The International (Tom Tykwer, 2009). My oh my, is this ever dull. The film involves a vast global bank conspiracy that is investigated by an Interpol agent played by Clive Owen and a New York Assistant District Attorney played by Naomi Watts. It’s stern and serious and focused to a fault, almost entirely absent of any energy as it tightens its jaw and purses it lips and sets about being a highly refined political thriller. Tykwer displays none of the wild, inventive verve that launched him on the scene with Run Lola Run a decade earlier. In its place is a personality-free, professional sheen that looks accomplished enough, but has no inner life whatsoever. Watts looks alternately bored and distracted, while Owen makes the unfortunate miscalculation of pitching his performance at a level of unrelenting intensity that borders on silliness.
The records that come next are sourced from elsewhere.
//! Configuration records consumed by the server and client cores.
//!
//! The cores only ever see these structs; parsing the string forms (CLI
//! flags and environment variables) happens here, next to the types.

use std::str::FromStr;
use std::time::Duration;

use anyhow::{bail, ensure, Context, Result};

use crate::protocol::{TunnelSpec, CONNECTION_TIMEOUT, CONTROL_PORT};

/// One entry of the public-port allowlist: a single port or an inclusive
/// range, written as `"3000"` or `"4000-4999"`.
#[derive(Debug, Clone, Copy, PartialEq, Eq)]
pub enum PortRule {
    /// Exactly one port.
    Single(u16),
    /// An inclusive `min-max` range.
    Range(u16, u16),
}

impl PortRule {
    /// Whether the rule admits `port`.
    pub fn contains(&self, port: u16) -> bool {
        match *self {
            PortRule::Single(p) => p == port,
            PortRule::Range(min, max) => (min..=max).contains(&port),
        }
    }
}

impl FromStr for PortRule {
    type Err = anyhow::Error;

    fn from_str(s: &str) -> Result<Self> {
        match s.split_once('-') {
            Some((min, max)) => {
                let min: u16 = min.trim().parse().context("invalid range start")?;
                let max: u16 = max.trim().parse().context("invalid range end")?;
                ensure!(min > 0, "port 0 is not allowed in a port rule");
                ensure!(min <= max, "port range {min}-{max} is empty");
                Ok(PortRule::Range(min, max))
            }
            None => {
                let port: u16 = s.trim().parse().context("invalid port number")?;
                ensure!(port > 0, "port 0 is not allowed in a port rule");
                Ok(PortRule::Single(port))
            }
        }
    }
}

/// Parse a comma-separated allowlist such as `"3000,4000-4999"`.
///
/// An empty string means no restriction (all ports allowed).
pub fn parse_port_rules(s: &str) -> Result<Vec<PortRule>> {
    s.split(',')
        .map(str::trim)
        .filter(|part| !part.is_empty())
        .map(|part| part.parse().with_context(|| format!("bad port rule {part:?}")))
        .collect()
}

impl FromStr for TunnelSpec {
    type Err = anyhow::Error;

    /// Parse the `"<remotePort>:<localPort>:<name>"` form.
    fn from_str(s: &str) -> Result<Self> {
        let mut parts = s.splitn(3, ':');
        let (remote, local, name) = match (parts.next(), parts.next(), parts.next()) {
            (Some(r), Some(l), Some(n)) => (r, l, n),
            _ => bail!("expected <remotePort>:<localPort>:<name>, got {s:?}"),
        };
        let remote_port: u16 = remote.trim().parse().context("invalid remote port")?;
        let local_port: u16 = local.trim().parse().context("invalid local port")?;
        ensure!(remote_port > 0, "remote port must be nonzero");
        ensure!(local_port > 0, "local port must be nonzero");
        let name = name.trim();
        ensure!(!name.is_empty(), "tunnel name must not be empty");
        Ok(TunnelSpec {
            remote_port,
            local_port,
            name: name.to_string(),
            protocol: "tcp".to_string(),
        })
    }
}

/// Parse a comma-separated tunnel list such as `"3000:9000:web,2222:22:ssh"`.
///
/// Remote ports must be unique: the remote port is the tunnel's identity.
pub fn parse_tunnel_specs(s: &str) -> Result<Vec<TunnelSpec>> {
    let mut specs: Vec<TunnelSpec> = Vec::new();
    for part in s.split(',').map(str::trim).filter(|part| !part.is_empty()) {
        let spec: TunnelSpec = part
            .parse()
            .with_context(|| format!("bad tunnel spec {part:?}"))?;
        if specs.iter().any(|t| t.remote_port == spec.remote_port) {
            bail!("duplicate remote port {} in tunnel list", spec.remote_port);
        }
        specs.push(spec);
    }
    ensure!(!specs.is_empty(), "at least one tunnel must be configured");
    Ok(specs)
}

/// Configuration record for the server core.
#[derive(Debug, Clone)]
pub struct ServerConfig {
    /// Address the control listener and all public listeners bind to.
    pub host: String,
    /// Port of the control listener.
    pub control_port: u16,
    /// Shared-token allowlist; empty accepts every client (with a warning).
    pub auth_tokens: Vec<String>,
    /// Public ports clients may register; empty allows all.
    pub allowed_ports: Vec<PortRule>,
    /// Deadline for one rendezvous, from external accept to splice.
    pub connection_timeout: Duration,
    /// How often the server pings each authenticated session.
    pub ping_interval: Duration,
    /// Silence threshold after which a session is considered dead.
    pub ping_timeout: Duration,
    /// Host the server dials to reach a client's data listener.
    pub client_data_host: String,
}

impl Default for ServerConfig {
    fn default() -> Self {
        ServerConfig {
            host: "0.0.0.0".to_string(),
            control_port: CONTROL_PORT,
            auth_tokens: Vec::new(),
            allowed_ports: Vec::new(),
            connection_timeout: CONNECTION_TIMEOUT,
            ping_interval: Duration::from_secs(30),
            ping_timeout: Duration::from_secs(60),
            client_data_host: "localhost".to_string(),
        }
    }
}

impl ServerConfig {
    /// Whether the allowlist admits `port`.
    pub fn port_allowed(&self, port: u16) -> bool {
        self.allowed_ports.is_empty() || self.allowed_ports.iter().any(|r| r.contains(port))
    }
}

/// Configuration record for the client core.
#[derive(Debug, Clone)]
pub struct ClientConfig {
    /// Host of the public server.
    pub server_host: String,
    /// Control port of the public server.
    pub server_port: u16,
    /// Shared token presented during auth; `None` sends an empty token.
    pub auth_token: Option<String>,
    /// Tunnels registered after every (re)connect.
    pub tunnels: Vec<TunnelSpec>,
    /// How many consecutive failed sessions to tolerate before giving up.
    pub reconnect_attempts: u32,
    /// Delay before the first reconnect; doubles per failure, capped.
    pub reconnect_delay: Duration,
}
Julie and Julia (Nora Ephron, 2009). The very premise is this film is actually quite clever, interlacing a biography about Julia Child’s rise to culinary fame with a click-by-click depiction of Julie Powell’s attention-getting effort to cook every dish in Mastering the Art of French Cooking, which she documented online to life-changing results. By the end, though, one half of the film has so overtaken the other that I was left wondering if Nora Ephron ever considered jettisoning the modern day blogger altogether. Or was she stuck because the title Julia was already taken. A couple times over. Ephron certainly doesn’t have any idea what to do with Powell’s story, at one point so stuck that she just has Powell and her husband sit on their couch and watch Dan Aykroyd‘s famous Saturday Night Live skit involving Child and a few gallons of fake blood. It leaves Amy Adams with nothing do as Powell but flutter and overplay her stress until it starts to come across as intolerable brattiness. The portion of the film that follows Child is often delightful, however, especially because of Meryl Streep’s inspired work as the legendary chef. She gets the mannerisms and the cadences down just fine, but that’s easy part. Streep also nails the far trickier challenge of convincingly tapping into the ebullient thrill that Child gets out of life and food and her beloved husband. Stanley Tucci plays that part with supreme gentleness of spirit. When he and Streep are on screen together, they’re performing a marvelous duet that also stands as one of the finer portrayals of the sort of mature partnership that constitutes a healthy marriage that you’re likely to ever find in a Hollywood movie.